Throughout the listing below, show every line in which "UserIdentity" occurs.

_ _ _ _

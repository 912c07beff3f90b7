//! Request payloads accepted by the order API

use super::types::PaymentType;
use serde::{Deserialize, Serialize};

/// Body of `POST /api/orders`
#[derive(Debug, Clone, Serialize, Deserialize)]
pub struct CreateOrderRequest {
    /// Caller-assigned unique order code (max 255 chars)
    pub code: String,
    /// Opaque token resolved by the identity service
    pub user_token: String,
    pub payment_type: PaymentType,
}
//! Identity service client
//!
//! Resolves the opaque token presented by a caller into the user that owns
//! it. A token the identity service does not recognise is not an error: it
//! resolves to `None` and the caller decides what to do.

use super::{ClientError, ClientResult};
use async_trait::async_trait;
use reqwest::StatusCode;
use serde::{Deserialize, Serialize};
use std::time::Duration;

/// User record returned by the identity service
#[derive(Debug, Clone, PartialEq, Eq, Serialize, Deserialize)]
pub struct UserIdentity {
    pub id: i64,
    #[serde(default)]
    pub display_name: String,
    pub username: String,
    #[serde(default)]
    pub created_at: Option<i64>,
    #[serde(default)]
    pub updated_at: Option<i64>,
}

/// Token → identity resolution
#[async_trait]
pub trait IdentityVerifier: Send + Sync {
    /// `Ok(None)` when the token does not resolve to a user
    async fn verify(&self, token: &str) -> ClientResult<Option<UserIdentity>>;
}

/// Identity verifier backed by the auth service HTTP API
///
/// `GET {base_url}/api/users/me` with the token as bearer credential.
#[derive(Debug, Clone)]
pub struct HttpIdentityVerifier {
    base_url: String,
    client: reqwest::Client,
}

impl HttpIdentityVerifier {
    pub fn new(base_url: impl Into<String>, timeout: Duration) -> ClientResult<Self> {
        let client = reqwest::Client::builder().timeout(timeout).build()?;
        Ok(Self {
            base_url: base_url.into().trim_end_matches('/').to_string(),
            client,
        })
    }
}

#[async_trait]
impl IdentityVerifier for HttpIdentityVerifier {
    async fn verify(&self, token: &str) -> ClientResult<Option<UserIdentity>> {
        if token.trim().is_empty() {
            return Ok(None);
        }

        let resp = self
            .client
            .get(format!("{}/api/users/me", self.base_url))
            .bearer_auth(token)
            .send()
            .await?;

        match resp.status() {
            status if status.is_success() => {
                let identity: UserIdentity = resp.json().await?;
                tracing::debug!(user_id = identity.id, "Token resolved");
                Ok(Some(identity))
            }
            StatusCode::UNAUTHORIZED | StatusCode::FORBIDDEN | StatusCode::NOT_FOUND => {
                tracing::debug!(status = %resp.status(), "Token rejected by identity service");
                Ok(None)
            }
            status => {
                let body = resp.text().await.unwrap_or_default();
                Err(ClientError::UnexpectedStatus {
                    service: "identity",
                    status: status.as_u16(),
                    body,
                })
            }
        }
    }
}

#[cfg(test)]
mod tests {
    use super::*;
    use axum::{Json, Router, http::HeaderMap, routing::get};

    async fn me(headers: HeaderMap) -> Result<Json<UserIdentity>, axum::http::StatusCode> {
        let auth = headers
            .get("authorization")
            .and_then(|v| v.to_str().ok())
            .unwrap_or_default();
        match auth {
            "Bearer good-token" => Ok(Json(UserIdentity {
                id: 7,
                display_name: "Jane".to_string(),
                username: "jane".to_string(),
                created_at: None,
                updated_at: None,
            })),
            "Bearer broken" => Err(axum::http::StatusCode::INTERNAL_SERVER_ERROR),
            _ => Err(axum::http::StatusCode::UNAUTHORIZED),
        }
    }

    async fn spawn_identity_service() -> String {
        let app = Router::new().route("/api/users/me", get(me));
        let listener = tokio::net::TcpListener::bind("127.0.0.1:0").await.unwrap();
        let addr = listener.local_addr().unwrap();
        tokio::spawn(async move {
            axum::serve(listener, app).await.unwrap();
        });
        format!("http://{}", addr)
    }

    #[tokio::test]
    async fn test_verify_known_token() {
        let url = spawn_identity_service().await;
        let verifier = HttpIdentityVerifier::new(url, Duration::from_secs(5)).unwrap();

        let identity = verifier.verify("good-token").await.unwrap().unwrap();
        assert_eq!(identity.id, 7);
        assert_eq!(identity.username, "jane");
    }

    #[tokio::test]
    async fn test_verify_rejected_token() {
        let url = spawn_identity_service().await;
        let verifier = HttpIdentityVerifier::new(url, Duration::from_secs(5)).unwrap();

        assert!(verifier.verify("bad-token").await.unwrap().is_none());
        assert!(verifier.verify("  ").await.unwrap().is_none());
    }

    #[tokio::test]
    async fn test_verify_server_error_propagates() {
        let url = spawn_identity_service().await;
        let verifier = HttpIdentityVerifier::new(url, Duration::from_secs(5)).unwrap();

        let err = verifier.verify("broken").await.unwrap_err();
        assert!(matches!(
            err,
            ClientError::UnexpectedStatus { status: 500, .. }
        ));
    }
}
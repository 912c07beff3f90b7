//! Persisted order records
//!
//! An [`Order`] owns an append-only list of [`Transition`]s. The current
//! state of an order is always the state of its last transition.

use super::types::OrderState;
use crate::types::Timestamp;
use serde::{Deserialize, Serialize};

/// Order with its full transition history
#[derive(Debug, Clone, Serialize, Deserialize, PartialEq, Eq)]
pub struct Order {
    /// System-assigned identifier
    pub id: i64,
    /// Caller-assigned code, unique across all orders
    pub code: String,
    /// Owning user (resolved from the identity service)
    pub user_id: i64,
    pub created_at: Timestamp,
    pub updated_at: Timestamp,
    /// Transition history ordered by `sequence`
    #[serde(default)]
    pub transitions: Vec<Transition>,
}

impl Order {
    /// Most recent transition, `None` only for an order that was never persisted
    pub fn latest_transition(&self) -> Option<&Transition> {
        self.transitions.last()
    }

    /// Current state (state of the most recent transition)
    pub fn current_state(&self) -> Option<OrderState> {
        self.latest_transition().map(|t| t.state)
    }
}

/// Immutable state change record
#[derive(Debug, Clone, Serialize, Deserialize, PartialEq, Eq)]
pub struct Transition {
    /// Globally unique, monotonically increasing id
    pub id: i64,
    pub order_id: i64,
    /// Position inside the order's history (1-based)
    pub sequence: u64,
    pub state: OrderState,
    pub created_at: Timestamp,
}

/// Latest transition plus its display label
#[derive(Debug, Clone, Serialize, Deserialize, PartialEq, Eq)]
pub struct StateView {
    pub id: i64,
    pub order_id: i64,
    pub sequence: u64,
    pub state: OrderState,
    pub created_at: Timestamp,
    pub state_text: String,
}

impl From<Transition> for StateView {
    fn from(t: Transition) -> Self {
        Self {
            id: t.id,
            order_id: t.order_id,
            sequence: t.sequence,
            state: t.state,
            created_at: t.created_at,
            state_text: t.state.label().to_string(),
        }
    }
}
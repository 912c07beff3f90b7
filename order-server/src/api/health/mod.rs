//! 健康检查路由
//!
//! | 路径 | 方法 | 说明 |
//! |------|------|------|
//! | /api/health | GET | 简单健康检查 |
//!
//! ```json
//! { "status": "healthy", "version": "0.1.0", "pending_deliveries": 0 }
//! ```

use axum::{Json, Router, extract::State, routing::get};
use serde::Serialize;

use crate::core::ServerState;

pub fn router() -> Router<ServerState> {
    Router::new().route("/api/health", get(health))
}

#[derive(Debug, Serialize)]
pub struct HealthResponse {
    /// healthy | degraded
    status: &'static str,
    version: &'static str,
    /// 等待执行的送达任务数 (数据库不可读时为空)
    #[serde(skip_serializing_if = "Option::is_none")]
    pending_deliveries: Option<usize>,
}

pub async fn health(State(state): State<ServerState>) -> Json<HealthResponse> {
    let pending = match state.storage.get_pending_deliveries() {
        Ok(entries) => Some(entries.len()),
        Err(e) => {
            tracing::error!(error = %e, "Health check could not read delivery queue");
            None
        }
    };

    Json(HealthResponse {
        status: if pending.is_some() { "healthy" } else { "degraded" },
        version: env!("CARGO_PKG_VERSION"),
        pending_deliveries: pending,
    })
}
//! OrdersManager - order lifecycle orchestration
//!
//! # Creation Flow
//!
//! ```text
//! create_order(req)
//!     ├─ 1. Resolve user token (IdentityVerifier) → InvalidToken if absent
//!     ├─ 2. Duplicate check by code
//!     ├─ 3. Persist order + `created` transition (one write transaction)
//!     ├─ 4. Initiate payment
//!     │      ├─ Pending  → return order (settled later via confirm/cancel)
//!     │      ├─ Paid/Declined → update_state(confirmed/cancelled)
//!     │      └─ Error → discard the order, report Payment
//!     └─ 5. Return order with its history
//! ```
//!
//! # Transitions
//!
//! ```text
//! created ──▶ confirmed ──▶ delivered (terminal)
//!    │            │
//!    └────────────┴──────▶ cancelled (terminal)
//! ```
//!
//! Every append is optimistic: the decision is taken against the latest
//! transition, and the store rejects the append if another writer committed
//! in between. The manager then re-reads and decides again.

mod error;
pub use error::*;

use super::delivery::DeliveryScheduler;
use super::storage::{OrderStore, StorageError};
use crate::clients::{ClientError, IdentityVerifier, PaymentInitiator, PaymentOutcome, PaymentRequest};
use shared::order::{CreateOrderRequest, Order, OrderState, PaymentType, StateView, Transition};
use std::sync::Arc;
use std::time::Duration;
use tokio::sync::broadcast;

/// Transition broadcast channel capacity
const EVENT_CHANNEL_CAPACITY: usize = 1024;

/// Attempts at an optimistic append before giving up
const MAX_APPEND_ATTEMPTS: usize = 3;

/// Result of a delivery callback
#[derive(Debug, Clone, PartialEq, Eq)]
pub enum DeliveryOutcome {
    /// `delivered` was appended
    Delivered(Transition),
    /// Order was not `confirmed` (or no longer exists); nothing appended
    Skipped { current: Option<OrderState> },
}

/// Order orchestrator
pub struct OrdersManager {
    store: Arc<dyn OrderStore>,
    identity: Arc<dyn IdentityVerifier>,
    payment: Arc<dyn PaymentInitiator>,
    scheduler: Arc<dyn DeliveryScheduler>,
    delivery_delay: Duration,
    event_tx: broadcast::Sender<Transition>,
}

impl std::fmt::Debug for OrdersManager {
    fn fmt(&self, f: &mut std::fmt::Formatter<'_>) -> std::fmt::Result {
        f.debug_struct("OrdersManager")
            .field("store", &"<OrderStore>")
            .field("event_tx", &"<broadcast::Sender>")
            .field("delivery_delay", &self.delivery_delay)
            .finish()
    }
}

impl OrdersManager {
    pub fn new(
        store: Arc<dyn OrderStore>,
        identity: Arc<dyn IdentityVerifier>,
        payment: Arc<dyn PaymentInitiator>,
        scheduler: Arc<dyn DeliveryScheduler>,
        delivery_delay: Duration,
    ) -> Self {
        let (event_tx, _) = broadcast::channel(EVENT_CHANNEL_CAPACITY);
        Self {
            store,
            identity,
            payment,
            scheduler,
            delivery_delay,
            event_tx,
        }
    }

    /// Subscribe to committed transitions
    pub fn subscribe(&self) -> broadcast::Receiver<Transition> {
        self.event_tx.subscribe()
    }

    pub fn delivery_delay(&self) -> Duration {
        self.delivery_delay
    }

    // ========== Creation ==========

    /// Verify the caller's token, then create the order on their behalf
    pub async fn create_order(&self, req: CreateOrderRequest) -> ManagerResult<Order> {
        let identity = self
            .identity
            .verify(&req.user_token)
            .await
            .map_err(ManagerError::Identity)?
            .ok_or(ManagerError::InvalidToken)?;

        self.create(&req.code, identity.id, req.payment_type, &req.user_token)
            .await
    }

    /// Create an order for an already-resolved user and start payment
    pub async fn create(
        &self,
        code: &str,
        user_id: i64,
        payment_type: PaymentType,
        user_token: &str,
    ) -> ManagerResult<Order> {
        if self.store.find_by_code(code)?.is_some() {
            return Err(ManagerError::DuplicateCode(code.to_string()));
        }

        // Uniqueness is re-checked inside the write transaction
        let order = self.store.create_order(code, user_id)?;
        tracing::info!(order_id = order.id, code = %order.code, user_id, "Order created");

        let request = PaymentRequest {
            order_id: order.id,
            user_token: user_token.to_string(),
            payment_type,
        };
        let outcome = match self.payment.initiate(&request).await {
            Ok(outcome) => outcome,
            Err(ClientError::QueueClosed) => {
                // Fire-and-forget: never fails the creation
                tracing::error!(order_id = order.id, "Payment queue closed, initiation dropped");
                PaymentOutcome::Pending
            }
            Err(e) => {
                tracing::warn!(order_id = order.id, error = %e, "Payment failed, discarding order");
                if let Err(discard) = self.store.discard_created(order.id) {
                    tracing::error!(order_id = order.id, error = %discard, "Failed to discard unpaid order");
                }
                return Err(ManagerError::Payment(e));
            }
        };

        if let Some(created) = order.latest_transition() {
            self.broadcast(created);
        }
        let settled = match outcome {
            PaymentOutcome::Pending => return Ok(order),
            PaymentOutcome::Paid => OrderState::Confirmed,
            PaymentOutcome::Declined => OrderState::Cancelled,
        };
        self.update_state(order.id, settled)?;

        self.store
            .find_by_id(order.id)?
            .ok_or_else(|| ManagerError::NotFound(order.id.to_string()))
    }

    // ========== Transitions ==========

    /// Append `state` unless the order is in a terminal state
    ///
    /// Confirming queues the delayed delivery in the same write as the
    /// transition. The method does not restrict `state` itself; the HTTP
    /// surface only exposes confirm and cancel.
    pub fn update_state(&self, order_id: i64, state: OrderState) -> ManagerResult<Transition> {
        let (transition, delivery) = self.retry_on_conflict(order_id, || {
            let latest = self
                .store
                .latest_transition(order_id)?
                .ok_or_else(|| ManagerError::NotFound(order_id.to_string()))?;
            match latest.state {
                OrderState::Delivered => return Err(ManagerError::NotAllowedDelivered(order_id)),
                OrderState::Cancelled => return Err(ManagerError::NotAllowedCancelled(order_id)),
                _ => {}
            }

            if state == OrderState::Confirmed {
                let (transition, entry) = self.store.append_with_delivery(
                    order_id,
                    latest.sequence,
                    state,
                    self.delivery_delay,
                )?;
                Ok((transition, Some(entry)))
            } else {
                Ok((self.store.append(order_id, latest.sequence, state)?, None))
            }
        })?;

        tracing::info!(order_id, state = %state, sequence = transition.sequence, "Order state updated");
        self.broadcast(&transition);
        if let Some(entry) = delivery {
            self.scheduler.schedule(entry);
        }
        Ok(transition)
    }

    /// Delivery callback: append `delivered` only if the order is still `confirmed`
    ///
    /// Safe to invoke more than once for the same order.
    pub fn complete_delivery(&self, order_id: i64) -> ManagerResult<DeliveryOutcome> {
        let outcome = self.retry_on_conflict(order_id, || {
            match self.store.latest_transition(order_id)? {
                Some(latest) if latest.state == OrderState::Confirmed => {
                    let transition =
                        self.store
                            .append(order_id, latest.sequence, OrderState::Delivered)?;
                    Ok(DeliveryOutcome::Delivered(transition))
                }
                other => Ok(DeliveryOutcome::Skipped {
                    current: other.map(|t| t.state),
                }),
            }
        })?;

        match &outcome {
            DeliveryOutcome::Delivered(transition) => {
                tracing::info!(order_id, sequence = transition.sequence, "Order delivered");
                self.broadcast(transition);
            }
            DeliveryOutcome::Skipped { current: None } => {
                tracing::warn!(order_id, "Delivery fired for unknown order");
            }
            DeliveryOutcome::Skipped {
                current: Some(current),
            } => {
                tracing::warn!(order_id, state = %current, "Delivery skipped, order not confirmed");
            }
        }
        Ok(outcome)
    }

    /// Re-run `attempt` while its append loses to a concurrent writer
    ///
    /// Each attempt reads the latest transition and decides again.
    fn retry_on_conflict<T, F>(&self, order_id: i64, attempt: F) -> ManagerResult<T>
    where
        F: Fn() -> ManagerResult<T>,
    {
        for n in 1..=MAX_APPEND_ATTEMPTS {
            match attempt() {
                Err(ManagerError::Storage(StorageError::ConcurrentWrite {
                    expected, actual, ..
                })) => {
                    tracing::debug!(order_id, attempt = n, expected, actual, "Concurrent append, re-checking");
                }
                result => return result,
            }
        }

        tracing::warn!(order_id, "Giving up after {} append attempts", MAX_APPEND_ATTEMPTS);
        Err(ManagerError::ConcurrentModification(order_id))
    }

    fn broadcast(&self, transition: &Transition) {
        if self.event_tx.send(transition.clone()).is_err() {
            tracing::trace!("Transition broadcast skipped: no active receivers");
        }
    }

    // ========== Queries ==========

    /// Look up by id or by code; an existing id wins
    pub fn get(&self, id_or_code: &str) -> ManagerResult<Order> {
        if let Ok(id) = id_or_code.parse::<i64>()
            && let Some(order) = self.store.find_by_id(id)?
        {
            return Ok(order);
        }
        self.store
            .find_by_code(id_or_code)?
            .ok_or_else(|| ManagerError::NotFound(id_or_code.to_string()))
    }

    /// Latest transition with its display label
    pub fn check_state(&self, order_id: i64) -> ManagerResult<StateView> {
        self.store
            .latest_transition(order_id)?
            .map(StateView::from)
            .ok_or_else(|| ManagerError::NotFound(order_id.to_string()))
    }
}

#[cfg(test)]
mod tests;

_ _ _ _

Solution for this exercise.
pub struct UserIdentity {
    async fn verify(&self, token: &str) -> ClientResult<Option<UserIdentity>>;
    async fn verify(&self, token: &str) -> ClientResult<Option<UserIdentity>> {
                let identity: UserIdentity = resp.json().await?;
    async fn me(headers: HeaderMap) -> Result<Json<UserIdentity>, axum::http::StatusCode> {
            "Bearer good-token" => Ok(Json(UserIdentity {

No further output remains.